**WHAT NEEDS TO BE DONE:** Find the line with "pub(crate) fn resolve_target(root: &Path, relative: &str)" in the entries below. Repeat it, every following line, and the line with "Component::Normal(_) | Component::CurDir));", exactly and with nothing added.

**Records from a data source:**
********************

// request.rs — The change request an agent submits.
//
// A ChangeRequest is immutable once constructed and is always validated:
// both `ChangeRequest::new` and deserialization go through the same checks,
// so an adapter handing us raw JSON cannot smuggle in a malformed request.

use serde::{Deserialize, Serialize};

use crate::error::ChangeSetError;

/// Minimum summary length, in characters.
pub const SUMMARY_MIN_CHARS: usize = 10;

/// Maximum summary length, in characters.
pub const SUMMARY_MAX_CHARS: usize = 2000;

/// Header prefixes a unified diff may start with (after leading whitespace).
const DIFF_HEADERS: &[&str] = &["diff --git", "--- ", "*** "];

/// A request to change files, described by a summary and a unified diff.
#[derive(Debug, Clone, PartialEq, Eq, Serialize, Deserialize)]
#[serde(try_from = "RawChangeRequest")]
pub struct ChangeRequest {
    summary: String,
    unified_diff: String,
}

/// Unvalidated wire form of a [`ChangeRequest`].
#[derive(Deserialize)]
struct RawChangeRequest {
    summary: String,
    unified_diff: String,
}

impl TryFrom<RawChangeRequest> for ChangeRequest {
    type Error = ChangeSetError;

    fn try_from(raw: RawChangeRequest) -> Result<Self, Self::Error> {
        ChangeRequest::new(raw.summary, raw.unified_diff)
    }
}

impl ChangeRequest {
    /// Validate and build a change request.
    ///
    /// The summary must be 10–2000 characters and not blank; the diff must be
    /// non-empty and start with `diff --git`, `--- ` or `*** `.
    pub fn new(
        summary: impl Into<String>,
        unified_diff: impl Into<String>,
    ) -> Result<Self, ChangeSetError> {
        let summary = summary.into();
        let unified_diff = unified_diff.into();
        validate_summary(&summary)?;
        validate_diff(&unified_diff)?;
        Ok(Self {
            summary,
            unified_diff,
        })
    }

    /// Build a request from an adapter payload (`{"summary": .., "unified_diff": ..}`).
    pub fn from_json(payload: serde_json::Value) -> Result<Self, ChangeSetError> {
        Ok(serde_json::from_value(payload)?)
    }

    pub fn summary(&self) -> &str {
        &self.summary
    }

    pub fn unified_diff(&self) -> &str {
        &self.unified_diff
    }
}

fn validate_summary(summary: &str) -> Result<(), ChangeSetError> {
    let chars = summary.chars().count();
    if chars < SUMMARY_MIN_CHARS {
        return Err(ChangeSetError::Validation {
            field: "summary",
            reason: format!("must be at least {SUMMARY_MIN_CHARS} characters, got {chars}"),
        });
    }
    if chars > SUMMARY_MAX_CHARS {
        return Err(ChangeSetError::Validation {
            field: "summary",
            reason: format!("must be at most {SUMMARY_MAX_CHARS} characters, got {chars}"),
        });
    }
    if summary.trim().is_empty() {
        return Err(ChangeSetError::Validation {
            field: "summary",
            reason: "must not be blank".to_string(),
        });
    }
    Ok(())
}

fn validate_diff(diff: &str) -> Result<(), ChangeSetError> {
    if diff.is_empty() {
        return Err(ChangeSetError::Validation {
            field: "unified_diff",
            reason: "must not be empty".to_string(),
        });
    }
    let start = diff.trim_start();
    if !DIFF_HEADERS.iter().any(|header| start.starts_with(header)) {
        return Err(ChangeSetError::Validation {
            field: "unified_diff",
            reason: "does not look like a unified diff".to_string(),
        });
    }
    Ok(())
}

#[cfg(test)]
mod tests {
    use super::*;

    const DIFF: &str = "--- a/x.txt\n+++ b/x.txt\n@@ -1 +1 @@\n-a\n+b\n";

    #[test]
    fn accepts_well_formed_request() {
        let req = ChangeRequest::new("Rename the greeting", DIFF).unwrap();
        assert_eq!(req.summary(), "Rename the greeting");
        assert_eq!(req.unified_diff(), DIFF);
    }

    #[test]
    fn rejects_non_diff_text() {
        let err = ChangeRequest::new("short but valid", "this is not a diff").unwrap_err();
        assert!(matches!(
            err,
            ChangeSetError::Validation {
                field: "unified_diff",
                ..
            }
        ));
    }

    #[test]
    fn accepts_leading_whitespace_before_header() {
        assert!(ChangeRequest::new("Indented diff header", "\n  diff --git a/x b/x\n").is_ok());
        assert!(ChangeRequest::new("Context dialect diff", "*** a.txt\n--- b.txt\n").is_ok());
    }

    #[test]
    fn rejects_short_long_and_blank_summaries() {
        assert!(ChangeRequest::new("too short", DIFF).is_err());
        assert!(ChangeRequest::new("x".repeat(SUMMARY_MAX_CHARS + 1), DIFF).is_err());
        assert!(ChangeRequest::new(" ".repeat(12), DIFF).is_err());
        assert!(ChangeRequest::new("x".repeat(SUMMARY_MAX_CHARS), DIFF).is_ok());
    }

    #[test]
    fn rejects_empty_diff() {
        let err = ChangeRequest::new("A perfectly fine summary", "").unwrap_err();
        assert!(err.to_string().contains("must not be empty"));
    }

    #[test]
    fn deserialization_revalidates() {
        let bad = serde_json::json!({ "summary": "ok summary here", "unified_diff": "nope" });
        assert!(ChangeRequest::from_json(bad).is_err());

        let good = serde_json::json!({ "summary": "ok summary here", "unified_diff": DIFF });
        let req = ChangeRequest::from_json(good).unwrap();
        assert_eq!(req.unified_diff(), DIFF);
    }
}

********************

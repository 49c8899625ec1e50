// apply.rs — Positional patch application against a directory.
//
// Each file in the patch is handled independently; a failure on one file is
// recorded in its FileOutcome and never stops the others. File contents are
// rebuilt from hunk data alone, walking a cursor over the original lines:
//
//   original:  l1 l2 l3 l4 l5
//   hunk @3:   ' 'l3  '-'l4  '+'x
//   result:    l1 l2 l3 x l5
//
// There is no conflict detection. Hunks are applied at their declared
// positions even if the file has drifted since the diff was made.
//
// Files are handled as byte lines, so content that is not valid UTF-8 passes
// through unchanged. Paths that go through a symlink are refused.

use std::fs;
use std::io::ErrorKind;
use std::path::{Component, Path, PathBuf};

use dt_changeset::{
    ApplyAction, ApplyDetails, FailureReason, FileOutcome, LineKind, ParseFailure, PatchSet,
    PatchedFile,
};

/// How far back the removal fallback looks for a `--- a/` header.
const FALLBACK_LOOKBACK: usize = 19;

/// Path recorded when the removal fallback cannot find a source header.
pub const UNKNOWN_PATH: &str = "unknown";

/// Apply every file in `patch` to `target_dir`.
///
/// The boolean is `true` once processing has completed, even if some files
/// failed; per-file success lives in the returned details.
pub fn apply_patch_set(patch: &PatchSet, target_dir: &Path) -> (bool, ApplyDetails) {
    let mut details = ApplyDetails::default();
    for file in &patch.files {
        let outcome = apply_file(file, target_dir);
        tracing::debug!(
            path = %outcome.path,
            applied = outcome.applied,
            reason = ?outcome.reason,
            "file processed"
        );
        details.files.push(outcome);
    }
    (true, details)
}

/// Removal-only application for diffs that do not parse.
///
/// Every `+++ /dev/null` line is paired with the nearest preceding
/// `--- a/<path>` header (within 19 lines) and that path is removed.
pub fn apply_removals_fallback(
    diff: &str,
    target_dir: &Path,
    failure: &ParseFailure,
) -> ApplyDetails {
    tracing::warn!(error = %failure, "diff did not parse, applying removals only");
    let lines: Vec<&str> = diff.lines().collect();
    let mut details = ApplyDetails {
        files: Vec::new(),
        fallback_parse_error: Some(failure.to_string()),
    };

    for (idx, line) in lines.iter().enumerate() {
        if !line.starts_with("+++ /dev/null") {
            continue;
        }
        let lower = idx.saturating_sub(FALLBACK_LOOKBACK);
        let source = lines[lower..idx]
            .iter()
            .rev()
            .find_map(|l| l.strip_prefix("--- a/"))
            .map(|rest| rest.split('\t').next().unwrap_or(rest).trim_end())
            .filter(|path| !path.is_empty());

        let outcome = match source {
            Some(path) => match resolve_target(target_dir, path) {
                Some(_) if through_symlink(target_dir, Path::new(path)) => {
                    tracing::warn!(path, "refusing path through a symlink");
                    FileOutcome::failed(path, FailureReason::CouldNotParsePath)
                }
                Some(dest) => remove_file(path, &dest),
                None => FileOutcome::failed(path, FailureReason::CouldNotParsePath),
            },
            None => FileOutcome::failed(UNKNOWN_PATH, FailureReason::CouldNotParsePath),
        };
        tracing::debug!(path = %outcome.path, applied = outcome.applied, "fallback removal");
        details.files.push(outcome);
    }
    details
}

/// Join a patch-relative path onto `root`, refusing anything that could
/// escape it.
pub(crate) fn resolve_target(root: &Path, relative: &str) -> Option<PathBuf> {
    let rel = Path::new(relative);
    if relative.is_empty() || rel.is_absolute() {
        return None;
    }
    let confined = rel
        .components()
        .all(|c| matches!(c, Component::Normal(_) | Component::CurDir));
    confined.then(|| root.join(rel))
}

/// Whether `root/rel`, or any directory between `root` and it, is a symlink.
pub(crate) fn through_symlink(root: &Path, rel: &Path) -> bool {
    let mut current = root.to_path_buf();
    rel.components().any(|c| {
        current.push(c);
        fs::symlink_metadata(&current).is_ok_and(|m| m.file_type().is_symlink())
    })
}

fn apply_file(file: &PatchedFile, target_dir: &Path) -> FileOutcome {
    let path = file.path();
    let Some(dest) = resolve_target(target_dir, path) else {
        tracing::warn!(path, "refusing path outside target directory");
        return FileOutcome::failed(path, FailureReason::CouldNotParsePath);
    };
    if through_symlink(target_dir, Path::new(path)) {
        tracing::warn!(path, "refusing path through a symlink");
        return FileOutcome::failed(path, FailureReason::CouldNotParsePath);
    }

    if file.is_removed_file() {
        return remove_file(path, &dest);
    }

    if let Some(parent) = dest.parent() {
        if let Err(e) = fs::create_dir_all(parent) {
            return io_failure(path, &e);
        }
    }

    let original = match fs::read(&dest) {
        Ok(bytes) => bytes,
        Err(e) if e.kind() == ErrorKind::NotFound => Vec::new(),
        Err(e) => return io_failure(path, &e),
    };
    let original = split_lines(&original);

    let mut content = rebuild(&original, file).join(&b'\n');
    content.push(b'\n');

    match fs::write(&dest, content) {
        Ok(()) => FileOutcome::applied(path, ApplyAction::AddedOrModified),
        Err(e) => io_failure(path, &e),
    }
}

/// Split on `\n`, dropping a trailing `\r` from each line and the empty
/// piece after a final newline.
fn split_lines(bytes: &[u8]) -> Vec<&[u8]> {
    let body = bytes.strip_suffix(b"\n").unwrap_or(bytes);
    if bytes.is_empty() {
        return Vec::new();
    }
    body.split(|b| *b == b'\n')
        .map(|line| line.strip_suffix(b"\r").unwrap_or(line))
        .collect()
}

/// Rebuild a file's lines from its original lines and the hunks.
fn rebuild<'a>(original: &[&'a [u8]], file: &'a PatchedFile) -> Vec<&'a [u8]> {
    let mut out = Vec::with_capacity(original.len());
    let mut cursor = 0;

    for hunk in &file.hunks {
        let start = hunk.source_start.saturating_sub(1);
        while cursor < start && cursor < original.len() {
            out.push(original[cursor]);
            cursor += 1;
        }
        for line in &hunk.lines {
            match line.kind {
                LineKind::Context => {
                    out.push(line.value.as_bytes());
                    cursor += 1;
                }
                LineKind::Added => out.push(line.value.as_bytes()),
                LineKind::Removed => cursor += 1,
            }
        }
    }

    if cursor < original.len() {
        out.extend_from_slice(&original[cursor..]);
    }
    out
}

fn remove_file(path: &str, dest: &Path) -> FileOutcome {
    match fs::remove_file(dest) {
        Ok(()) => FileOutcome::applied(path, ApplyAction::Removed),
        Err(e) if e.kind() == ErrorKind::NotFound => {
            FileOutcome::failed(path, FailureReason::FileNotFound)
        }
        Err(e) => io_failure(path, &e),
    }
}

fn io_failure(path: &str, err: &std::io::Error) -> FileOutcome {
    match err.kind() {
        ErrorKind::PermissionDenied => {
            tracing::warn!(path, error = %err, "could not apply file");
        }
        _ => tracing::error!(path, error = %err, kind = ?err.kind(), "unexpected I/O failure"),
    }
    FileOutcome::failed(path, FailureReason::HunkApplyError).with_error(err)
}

********************

**PROBLEM SOLUTION:**
pub(crate) fn resolve_target(root: &Path, relative: &str) -> Option<PathBuf> {
    let rel = Path::new(relative);
    if relative.is_empty() || rel.is_absolute() {
        return None;
    }
    let confined = rel
        .components()
        .all(|c| matches!(c, Component::Normal(_) | Component::CurDir));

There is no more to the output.